■ What needs to be done ■
Restate the records in full, keeping every word as it is.

***

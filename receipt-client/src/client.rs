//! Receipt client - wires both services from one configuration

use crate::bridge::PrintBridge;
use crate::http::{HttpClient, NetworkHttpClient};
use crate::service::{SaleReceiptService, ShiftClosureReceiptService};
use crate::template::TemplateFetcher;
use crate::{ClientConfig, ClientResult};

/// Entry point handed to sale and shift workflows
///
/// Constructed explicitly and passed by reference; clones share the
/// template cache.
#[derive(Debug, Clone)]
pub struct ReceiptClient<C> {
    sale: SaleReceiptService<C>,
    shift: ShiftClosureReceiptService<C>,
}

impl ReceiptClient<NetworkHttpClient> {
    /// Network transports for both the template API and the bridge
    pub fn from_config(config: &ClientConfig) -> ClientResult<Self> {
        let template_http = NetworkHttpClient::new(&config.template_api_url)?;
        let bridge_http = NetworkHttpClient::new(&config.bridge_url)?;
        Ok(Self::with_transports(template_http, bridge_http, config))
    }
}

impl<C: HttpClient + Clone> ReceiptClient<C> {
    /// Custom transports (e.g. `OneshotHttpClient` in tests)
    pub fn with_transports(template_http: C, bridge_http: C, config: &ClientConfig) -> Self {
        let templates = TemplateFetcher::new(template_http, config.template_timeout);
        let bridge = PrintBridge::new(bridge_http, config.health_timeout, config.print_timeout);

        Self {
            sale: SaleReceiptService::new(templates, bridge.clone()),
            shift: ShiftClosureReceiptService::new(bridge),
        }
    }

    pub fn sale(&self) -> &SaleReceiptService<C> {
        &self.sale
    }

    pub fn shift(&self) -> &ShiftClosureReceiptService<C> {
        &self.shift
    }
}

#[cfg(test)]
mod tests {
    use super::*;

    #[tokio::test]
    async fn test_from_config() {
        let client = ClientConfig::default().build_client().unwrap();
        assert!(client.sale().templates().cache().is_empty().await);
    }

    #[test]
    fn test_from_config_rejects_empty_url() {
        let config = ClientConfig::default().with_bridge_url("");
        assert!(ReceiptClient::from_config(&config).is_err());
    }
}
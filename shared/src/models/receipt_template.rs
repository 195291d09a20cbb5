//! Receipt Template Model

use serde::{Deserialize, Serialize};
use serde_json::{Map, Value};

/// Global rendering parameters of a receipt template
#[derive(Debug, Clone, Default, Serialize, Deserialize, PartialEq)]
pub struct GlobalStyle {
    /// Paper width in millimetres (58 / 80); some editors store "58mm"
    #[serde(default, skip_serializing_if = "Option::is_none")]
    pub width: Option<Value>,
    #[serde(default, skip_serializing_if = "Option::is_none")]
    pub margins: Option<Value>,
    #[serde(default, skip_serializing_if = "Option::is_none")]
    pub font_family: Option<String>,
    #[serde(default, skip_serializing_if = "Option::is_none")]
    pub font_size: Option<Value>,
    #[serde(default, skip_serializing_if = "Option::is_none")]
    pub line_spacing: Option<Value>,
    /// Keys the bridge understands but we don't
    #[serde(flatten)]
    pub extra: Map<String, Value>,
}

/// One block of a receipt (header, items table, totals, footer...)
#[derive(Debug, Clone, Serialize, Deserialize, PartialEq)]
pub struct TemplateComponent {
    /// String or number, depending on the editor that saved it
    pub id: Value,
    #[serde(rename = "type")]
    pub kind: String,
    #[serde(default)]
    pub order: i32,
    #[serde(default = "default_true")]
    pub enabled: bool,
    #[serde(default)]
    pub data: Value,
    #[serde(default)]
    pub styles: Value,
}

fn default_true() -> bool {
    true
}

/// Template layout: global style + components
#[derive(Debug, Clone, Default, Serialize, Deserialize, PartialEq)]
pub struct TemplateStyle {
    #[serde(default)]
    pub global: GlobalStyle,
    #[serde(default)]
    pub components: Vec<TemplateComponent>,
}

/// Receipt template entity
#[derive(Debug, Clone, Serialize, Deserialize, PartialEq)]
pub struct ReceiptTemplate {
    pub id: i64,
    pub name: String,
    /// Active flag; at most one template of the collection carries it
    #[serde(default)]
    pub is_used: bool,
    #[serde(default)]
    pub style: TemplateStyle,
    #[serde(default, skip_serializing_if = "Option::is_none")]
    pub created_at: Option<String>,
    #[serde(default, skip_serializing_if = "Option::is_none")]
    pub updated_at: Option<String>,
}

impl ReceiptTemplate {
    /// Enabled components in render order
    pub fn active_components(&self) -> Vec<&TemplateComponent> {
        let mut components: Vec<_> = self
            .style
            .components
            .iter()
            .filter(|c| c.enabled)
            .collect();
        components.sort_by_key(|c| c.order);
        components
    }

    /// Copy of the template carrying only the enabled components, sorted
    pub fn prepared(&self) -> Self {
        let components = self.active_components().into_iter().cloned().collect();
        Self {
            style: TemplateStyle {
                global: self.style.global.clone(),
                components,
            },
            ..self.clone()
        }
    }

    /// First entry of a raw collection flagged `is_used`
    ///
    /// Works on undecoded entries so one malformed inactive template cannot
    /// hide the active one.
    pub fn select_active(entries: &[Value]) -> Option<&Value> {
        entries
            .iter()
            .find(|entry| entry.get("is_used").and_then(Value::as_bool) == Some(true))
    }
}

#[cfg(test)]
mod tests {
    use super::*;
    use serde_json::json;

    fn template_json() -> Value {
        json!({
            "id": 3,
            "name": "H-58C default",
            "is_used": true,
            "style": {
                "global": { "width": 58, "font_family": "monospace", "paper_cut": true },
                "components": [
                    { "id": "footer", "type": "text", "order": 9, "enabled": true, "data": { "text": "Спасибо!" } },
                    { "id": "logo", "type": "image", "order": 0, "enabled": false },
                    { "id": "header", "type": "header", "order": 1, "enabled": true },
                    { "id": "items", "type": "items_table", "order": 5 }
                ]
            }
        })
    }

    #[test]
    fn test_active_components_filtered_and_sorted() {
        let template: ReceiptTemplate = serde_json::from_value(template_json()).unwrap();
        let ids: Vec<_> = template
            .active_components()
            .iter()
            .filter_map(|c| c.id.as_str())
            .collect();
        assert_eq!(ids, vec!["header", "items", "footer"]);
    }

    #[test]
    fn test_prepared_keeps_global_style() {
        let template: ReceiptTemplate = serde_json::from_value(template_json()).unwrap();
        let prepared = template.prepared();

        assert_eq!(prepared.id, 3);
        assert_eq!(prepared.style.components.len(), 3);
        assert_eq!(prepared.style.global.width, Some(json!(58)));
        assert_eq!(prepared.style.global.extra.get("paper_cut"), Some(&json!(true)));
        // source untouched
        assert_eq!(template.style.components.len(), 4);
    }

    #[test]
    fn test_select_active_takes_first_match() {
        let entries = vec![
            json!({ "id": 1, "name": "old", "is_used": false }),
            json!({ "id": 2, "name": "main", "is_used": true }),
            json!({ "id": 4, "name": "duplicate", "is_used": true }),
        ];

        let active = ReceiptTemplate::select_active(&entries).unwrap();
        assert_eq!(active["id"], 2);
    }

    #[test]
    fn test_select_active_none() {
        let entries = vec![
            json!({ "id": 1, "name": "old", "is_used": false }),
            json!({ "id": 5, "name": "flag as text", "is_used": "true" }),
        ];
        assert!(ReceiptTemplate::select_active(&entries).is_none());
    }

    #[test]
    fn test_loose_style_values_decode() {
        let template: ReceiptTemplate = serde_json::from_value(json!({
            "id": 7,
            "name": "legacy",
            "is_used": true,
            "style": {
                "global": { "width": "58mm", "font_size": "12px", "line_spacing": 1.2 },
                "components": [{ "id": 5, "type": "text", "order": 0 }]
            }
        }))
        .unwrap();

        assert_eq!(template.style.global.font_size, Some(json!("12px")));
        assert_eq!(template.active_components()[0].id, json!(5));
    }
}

***

■ Answer to this exercise ■
filename receipt-client/src/client.rs
//! Receipt client - wires both services from one configuration

use crate::bridge::PrintBridge;
use crate::http::{HttpClient, NetworkHttpClient};
use crate::service::{SaleReceiptService, ShiftClosureReceiptService};
use crate::template::TemplateFetcher;
use crate::{ClientConfig, ClientResult};

/// Entry point handed to sale and shift workflows
///
/// Constructed explicitly and passed by reference; clones share the
/// template cache.
#[derive(Debug, Clone)]
pub struct ReceiptClient<C> {
    sale: SaleReceiptService<C>,
    shift: ShiftClosureReceiptService<C>,
}

impl ReceiptClient<NetworkHttpClient> {
    /// Network transports for both the template API and the bridge
    pub fn from_config(config: &ClientConfig) -> ClientResult<Self> {
        let template_http = NetworkHttpClient::new(&config.template_api_url)?;
        let bridge_http = NetworkHttpClient::new(&config.bridge_url)?;
        Ok(Self::with_transports(template_http, bridge_http, config))
    }
}

impl<C: HttpClient + Clone> ReceiptClient<C> {
    /// Custom transports (e.g. `OneshotHttpClient` in tests)
    pub fn with_transports(template_http: C, bridge_http: C, config: &ClientConfig) -> Self {
        let templates = TemplateFetcher::new(template_http, config.template_timeout);
        let bridge = PrintBridge::new(bridge_http, config.health_timeout, config.print_timeout);

        Self {
            sale: SaleReceiptService::new(templates, bridge.clone()),
            shift: ShiftClosureReceiptService::new(bridge),
        }
    }

    pub fn sale(&self) -> &SaleReceiptService<C> {
        &self.sale
    }

    pub fn shift(&self) -> &ShiftClosureReceiptService<C> {
        &self.shift
    }
}

#[cfg(test)]
mod tests {
    use super::*;

    #[tokio::test]
    async fn test_from_config() {
        let client = ClientConfig::default().build_client().unwrap();
        assert!(client.sale().templates().cache().is_empty().await);
    }

    #[test]
    fn test_from_config_rejects_empty_url() {
        let config = ClientConfig::default().with_bridge_url("");
        assert!(ReceiptClient::from_config(&config).is_err());
    }
}
filename shared/src/models/receipt_template.rs
repository 195291d09a20cbb5
//! Receipt Template Model

use serde::{Deserialize, Serialize};
use serde_json::{Map, Value};

/// Global rendering parameters of a receipt template
#[derive(Debug, Clone, Default, Serialize, Deserialize, PartialEq)]
pub struct GlobalStyle {
    /// Paper width in millimetres (58 / 80); some editors store "58mm"
    #[serde(default, skip_serializing_if = "Option::is_none")]
    pub width: Option<Value>,
    #[serde(default, skip_serializing_if = "Option::is_none")]
    pub margins: Option<Value>,
    #[serde(default, skip_serializing_if = "Option::is_none")]
    pub font_family: Option<String>,
    #[serde(default, skip_serializing_if = "Option::is_none")]
    pub font_size: Option<Value>,
    #[serde(default, skip_serializing_if = "Option::is_none")]
    pub line_spacing: Option<Value>,
    /// Keys the bridge understands but we don't
    #[serde(flatten)]
    pub extra: Map<String, Value>,
}

/// One block of a receipt (header, items table, totals, footer...)
#[derive(Debug, Clone, Serialize, Deserialize, PartialEq)]
pub struct TemplateComponent {
    /// String or number, depending on the editor that saved it
    pub id: Value,
    #[serde(rename = "type")]
    pub kind: String,
    #[serde(default)]
    pub order: i32,
    #[serde(default = "default_true")]
    pub enabled: bool,
    #[serde(default)]
    pub data: Value,
    #[serde(default)]
    pub styles: Value,
}

fn default_true() -> bool {
    true
}

/// Template layout: global style + components
#[derive(Debug, Clone, Default, Serialize, Deserialize, PartialEq)]
pub struct TemplateStyle {
    #[serde(default)]
    pub global: GlobalStyle,
    #[serde(default)]
    pub components: Vec<TemplateComponent>,
}

/// Receipt template entity
#[derive(Debug, Clone, Serialize, Deserialize, PartialEq)]
pub struct ReceiptTemplate {
    pub id: i64,
    pub name: String,
    /// Active flag; at most one template of the collection carries it
    #[serde(default)]
    pub is_used: bool,
    #[serde(default)]
    pub style: TemplateStyle,
    #[serde(default, skip_serializing_if = "Option::is_none")]
    pub created_at: Option<String>,
    #[serde(default, skip_serializing_if = "Option::is_none")]
    pub updated_at: Option<String>,
}

impl ReceiptTemplate {
    /// Enabled components in render order
    pub fn active_components(&self) -> Vec<&TemplateComponent> {
        let mut components: Vec<_> = self
            .style
            .components
            .iter()
            .filter(|c| c.enabled)
            .collect();
        components.sort_by_key(|c| c.order);
        components
    }

    /// Copy of the template carrying only the enabled components, sorted
    pub fn prepared(&self) -> Self {
        let components = self.active_components().into_iter().cloned().collect();
        Self {
            style: TemplateStyle {
                global: self.style.global.clone(),
                components,
            },
            ..self.clone()
        }
    }

    /// First entry of a raw collection flagged `is_used`
    ///
    /// Works on undecoded entries so one malformed inactive template cannot
    /// hide the active one.
    pub fn select_active(entries: &[Value]) -> Option<&Value> {
        entries
            .iter()
            .find(|entry| entry.get("is_used").and_then(Value::as_bool) == Some(true))
    }
}

#[cfg(test)]
mod tests {
    use super::*;
    use serde_json::json;

    fn template_json() -> Value {
        json!({
            "id": 3,
            "name": "H-58C default",
            "is_used": true,
            "style": {
                "global": { "width": 58, "font_family": "monospace", "paper_cut": true },
                "components": [
                    { "id": "footer", "type": "text", "order": 9, "enabled": true, "data": { "text": "Спасибо!" } },
                    { "id": "logo", "type": "image", "order": 0, "enabled": false },
                    { "id": "header", "type": "header", "order": 1, "enabled": true },
                    { "id": "items", "type": "items_table", "order": 5 }
                ]
            }
        })
    }

    #[test]
    fn test_active_components_filtered_and_sorted() {
        let template: ReceiptTemplate = serde_json::from_value(template_json()).unwrap();
        let ids: Vec<_> = template
            .active_components()
            .iter()
            .filter_map(|c| c.id.as_str())
            .collect();
        assert_eq!(ids, vec!["header", "items", "footer"]);
    }

    #[test]
    fn test_prepared_keeps_global_style() {
        let template: ReceiptTemplate = serde_json::from_value(template_json()).unwrap();
        let prepared = template.prepared();

        assert_eq!(prepared.id, 3);
        assert_eq!(prepared.style.components.len(), 3);
        assert_eq!(prepared.style.global.width, Some(json!(58)));
        assert_eq!(prepared.style.global.extra.get("paper_cut"), Some(&json!(true)));
        // source untouched
        assert_eq!(template.style.components.len(), 4);
    }

    #[test]
    fn test_select_active_takes_first_match() {
        let entries = vec![
            json!({ "id": 1, "name": "old", "is_used": false }),
            json!({ "id": 2, "name": "main", "is_used": true }),
            json!({ "id": 4, "name": "duplicate", "is_used": true }),
        ];

        let active = ReceiptTemplate::select_active(&entries).unwrap();
        assert_eq!(active["id"], 2);
    }

    #[test]
    fn test_select_active_none() {
        let entries = vec![
            json!({ "id": 1, "name": "old", "is_used": false }),
            json!({ "id": 5, "name": "flag as text", "is_used": "true" }),
        ];
        assert!(ReceiptTemplate::select_active(&entries).is_none());
    }

    #[test]
    fn test_loose_style_values_decode() {
        let template: ReceiptTemplate = serde_json::from_value(json!({
            "id": 7,
            "name": "legacy",
            "is_used": true,
            "style": {
                "global": { "width": "58mm", "font_size": "12px", "line_spacing": 1.2 },
                "components": [{ "id": 5, "type": "text", "order": 0 }]
            }
        }))
        .unwrap();

        assert_eq!(template.style.global.font_size, Some(json!("12px")));
        assert_eq!(template.active_components()[0].id, json!(5));
    }
}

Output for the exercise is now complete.